El Jurado Nacional de Elecciones solicita la no publicación, pero la filtración de los resultados genera dudas sobre los intereses políticos detrás de esta decisión
Lima, Perú – En un giro inesperado en el panorama político peruano, la última encuesta de Ipsos, que revela datos sobre la simpatía política de diversas figuras nacionales, ha sido escondida bajo un manto de censura, luego de una orden del Jurado Nacional de Elecciones (JNE) que solicitó su no publicación debido a su contenido controvertido. Sin embargo, la información ha sido filtrada y ha desatado una serie de interrogantes sobre los intereses políticos que podrían estar detrás de esta decisión.
La encuesta, realizada en septiembre de 2025, destaca a figuras como Martín Vizcarra y Pedro Castillo con un significativo respaldo popular, con cifras que rondan el 15% y 13%, respectivamente. Estos resultados han revolucionado el panorama político, pues demuestran un apoyo considerable hacia personajes vinculados a la izquierda, algo que no sería bien visto por los sectores más conservadores y ultraderechistas del país.
¿Quién tiene miedo de los resultados?
La ultraderecha, que históricamente ha dominado parte del espectro político en Perú, ha mostrado un rechazo evidente a los resultados de esta encuesta. El silencio oficial sobre los mismos y la rápida intervención del Jurado Nacional de Elecciones sugieren que estas cifras no son convenientes para aquellos que buscan consolidar un proyecto político de carácter más conservador.

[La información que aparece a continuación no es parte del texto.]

//! Row formats: pluggable encode/decode pairs keyed by short name.
//!
//! A format is a `tokio_util` codec over whole rows. Decoders yield a
//! per-row result so that a value that fails to convert does not end the
//! stream; framing problems (bad magic, unterminated quotes, invalid UTF-8)
//! are returned as the decoder error and stop the stream.

use bytes::BytesMut;
use serde::{Deserialize, Serialize};
use std::collections::{BTreeMap, HashMap};
use tokio_util::codec::{Decoder, Encoder};

use crate::core::value::Row;
use crate::error::{MigrateError, Result};

use super::binary::BinaryCodec;
use super::csv::CsvCodec;
use super::handle::ValueHandle;

/// One decoded record: the row, or the reason its values could not be converted.
pub type RowResult = std::result::Result<Row, MigrateError>;

/// A row codec for one bound column list.
pub trait RowCodec:
    Decoder<Item = RowResult, Error = MigrateError> + Encoder<Row, Error = MigrateError> + Send
{
    /// Short format name, also used as the file extension.
    fn name(&self) -> &'static str;

    /// Write the stream preamble (header record, magic) before any row.
    fn encode_header(&mut self, dst: &mut BytesMut) -> Result<()>;
}

/// Boxed codec usable with `FramedRead` and `FramedWrite`.
pub struct FormatCodec {
    inner: Box<dyn RowCodec>,
}

impl FormatCodec {
    pub fn new(inner: Box<dyn RowCodec>) -> Self {
        Self { inner }
    }

    pub fn name(&self) -> &'static str {
        self.inner.name()
    }

    pub fn encode_header(&mut self, dst: &mut BytesMut) -> Result<()> {
        self.inner.encode_header(dst)
    }
}

impl Decoder for FormatCodec {
    type Item = RowResult;
    type Error = MigrateError;

    fn decode(&mut self, src: &mut BytesMut) -> Result<Option<RowResult>> {
        self.inner.decode(src)
    }

    fn decode_eof(&mut self, src: &mut BytesMut) -> Result<Option<RowResult>> {
        self.inner.decode_eof(src)
    }
}

impl Encoder<Row> for FormatCodec {
    type Error = MigrateError;

    fn encode(&mut self, row: Row, dst: &mut BytesMut) -> Result<()> {
        self.inner.encode(row, dst)
    }
}

/// Flat string options shared by all formats, e.g. `csv.delimiter`.
#[derive(Debug, Clone, Default, PartialEq, Eq, Serialize, Deserialize)]
#[serde(transparent)]
pub struct FormatOptions {
    values: BTreeMap<String, String>,
}

impl FormatOptions {
    pub fn new() -> Self {
        Self::default()
    }

    pub fn with(mut self, key: impl Into<String>, value: impl Into<String>) -> Self {
        self.values.insert(key.into(), value.into());
        self
    }

    pub fn set(&mut self, key: impl Into<String>, value: impl Into<String>) {
        self.values.insert(key.into(), value.into());
    }

    pub fn get(&self, key: &str) -> Option<&str> {
        self.values.get(key).map(String::as_str)
    }

    pub fn is_empty(&self) -> bool {
        self.values.is_empty()
    }

    /// Parse a boolean option, falling back to `default` when unset.
    pub fn get_bool(&self, key: &str, default: bool) -> Result<bool> {
        match self.get(key) {
            None => Ok(default),
            Some(raw) => match raw.trim().to_ascii_lowercase().as_str() {
                "true" | "yes" | "1" => Ok(true),
                "false" | "no" | "0" => Ok(false),
                _ => Err(MigrateError::Config(format!(
                    "{} must be true or false, got '{}'",
                    key, raw
                ))),
            },
        }
    }

    /// Parse a single-character option, falling back to `default` when unset.
    pub fn get_char(&self, key: &str, default: char) -> Result<char> {
        match self.get(key) {
            None => Ok(default),
            Some(raw) => {
                let mut chars = raw.chars();
                match (chars.next(), chars.next()) {
                    (Some(c), None) => Ok(c),
                    _ => Err(MigrateError::Config(format!(
                        "{} must be a single character, got '{}'",
                        key, raw
                    ))),
                }
            }
        }
    }
}

impl<K: Into<String>, V: Into<String>> FromIterator<(K, V)> for FormatOptions {
    fn from_iter<I: IntoIterator<Item = (K, V)>>(iter: I) -> Self {
        Self {
            values: iter
                .into_iter()
                .map(|(k, v)| (k.into(), v.into()))
                .collect(),
        }
    }
}

pub type CodecFactory = fn(&[ValueHandle], &FormatOptions) -> Result<Box<dyn RowCodec>>;

/// Row formats by short name.
pub struct FormatRegistry {
    factories: HashMap<String, CodecFactory>,
}

impl FormatRegistry {
    pub fn new() -> Self {
        Self {
            factories: HashMap::new(),
        }
    }

    /// Registry with `csv` and `bin`.
    pub fn with_builtins() -> Self {
        let mut registry = Self::new();
        registry.register("csv", csv_codec);
        registry.register("bin", binary_codec);
        registry
    }

    /// Install a format. A later registration under the same name wins.
    pub fn register(&mut self, name: &str, factory: CodecFactory) {
        self.factories.insert(name.to_ascii_lowercase(), factory);
    }

    pub fn has_format(&self, name: &str) -> bool {
        self.factories.contains_key(&name.to_ascii_lowercase())
    }

    pub fn names(&self) -> Vec<String> {
        let mut names: Vec<String> = self.factories.keys().cloned().collect();
        names.sort();
        names
    }

    /// Build a codec for the bound columns.
    pub fn create(
        &self,
        name: &str,
        handles: &[ValueHandle],
        options: &FormatOptions,
    ) -> Result<FormatCodec> {
        let factory = self
            .factories
            .get(&name.to_ascii_lowercase())
            .ok_or_else(|| {
                MigrateError::Config(format!(
                    "unknown format '{}' (available: {})",
                    name,
                    self.names().join(", ")
                ))
            })?;
        Ok(FormatCodec::new(factory(handles, options)?))
    }
}

impl Default for FormatRegistry {
    fn default() -> Self {
        Self::with_builtins()
    }
}

fn csv_codec(handles: &[ValueHandle], options: &FormatOptions) -> Result<Box<dyn RowCodec>> {
    Ok(Box::new(CsvCodec::new(handles.to_vec(), options)?))
}

fn binary_codec(handles: &[ValueHandle], _options: &FormatOptions) -> Result<Box<dyn RowCodec>> {
    Ok(Box::new(BinaryCodec::new(handles.to_vec())))
}

/// Error for a malformed stream, which ends decoding.
pub(crate) fn framing_error(format: &str, message: impl std::fmt::Display) -> MigrateError {
    MigrateError::Io(std::io::Error::new(
        std::io::ErrorKind::InvalidData,
        format!("malformed {} stream: {}", format, message),
    ))
}
//! Core model shared by every subsystem: type descriptors, identifiers,
//! the metadata graph, its persisted document form and row values.

pub mod document;
pub mod identifier;
pub mod metadata;
pub mod types;
pub mod value;

pub use document::SchemaDocument;
pub use identifier::{IdentifierCase, IdentifierNormalizer, IdentifierQuoting};
pub use metadata::{
    Catalog, Column, Database, DatabaseInfo, ForeignKey, Index, PrimaryKey, ReferenceAction,
    Schema, Sequence, SequenceKey, Table, TableEntry, TableRef, TableType,
};
pub use types::{codes, JdbcType, JdbcTypeDesc, SizeSpec};
pub use value::{Row, Value};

En lugar de reforzar el respaldo hacia figuras de derecha como Keiko Fujimori o Rafael López Aliaga, los datos de Ipsos parecen reflejar una fragmentación del voto, lo que coloca en una posición incómoda a los actores más fuertes de este sector político.
Filtración que genera más dudas
A pesar de las peticiones de no divulgación, los resultados de la encuesta fueron filtrados a diversos medios de comunicación, generando una fuerte discusión sobre la legitimidad de la censura. Mientras algunos defienden la decisión del JNE como una medida para evitar que la encuesta influya en el proceso electoral, otros ven en este hecho una intención de manipular la percepción pública.
“Es evidente que hay una mano detrás de todo esto,” comentó uno de los analistas políticos consultados, quien prefirió permanecer en el anonimato. “La encuesta revela un desajuste entre lo que la ultraderecha esperaba y lo que realmente la gente está dispuesta a apoyar. Ocultar estos datos no hace más que alimentar la idea de que el sistema político está tratando de imponer un discurso”.
¿Qué se oculta en los datos?
Entre los datos más reveladores, la encuesta también muestra un respaldo significativo a figuras inhabilitadas, como Martín Vizcarra, quien lidera el sondeo con un 15% de apoyo. Esta cifra es, sin duda, un desafío a las estrategias de los partidos de derecha, que temen ver sus proyectos desmoronados por un electorado cada vez más escéptico ante las figuras tradicionales.
Keiko Fujimori, quien sigue siendo un pilar en la política peruana, alcanza un modesto 11% de apoyo, mientras que personajes como Carlos Álvarez y Rafael López Aliaga tienen cifras que no superan el 8%. Estos resultados ponen de manifiesto una falta de consolidación de liderazgo en la derecha, que podría ser perjudicial para las perspectivas de estos políticos de cara a las elecciones de 2026.
La fragmentación del voto: un reto para el futuro
El panorama electoral en Perú está cada vez más fragmentado. Más del 50% de los votantes aún no tiene un candidato definido, según la encuesta filtrada. Esta falta de claridad en el apoyo político pone en duda la estabilidad del sistema electoral peruano, que podría enfrentar grandes retos de cara a las elecciones presidenciales de abril de 2026.
El desconcierto en los partidos tradicionales refleja un malestar creciente dentro de la ciudadanía, que parece estar buscando nuevas alternativas, más allá de los viejos liderazgos, a pesar de los intentos de censura y manipulación informativa.
¿Hacia dónde va el Perú?
En medio de la tensión política y la incertidumbre electoral, lo que está claro es que la opinión pública en Perú está cambiando y se aleja de los discursos políticos tradicionales. El futuro del país parece estar marcado por una fragmentación de ideologías, lo que deja a la ciudadanía dividida y a los políticos sin una dirección clara.
La decisión de esconder los resultados de la encuesta de Ipsos solo añade una capa más de desconfianza sobre la imparcialidad del proceso político en Perú. A medida que las elecciones de 2026 se acercan, los votantes esperan una mayor transparencia y verdad en las encuestas, así como en las decisiones tomadas por las autoridades electorales.
Visión Macrosur continuará informando sobre el desarrollo de esta historia y las posibles repercusiones que tenga en las elecciones del próximo año.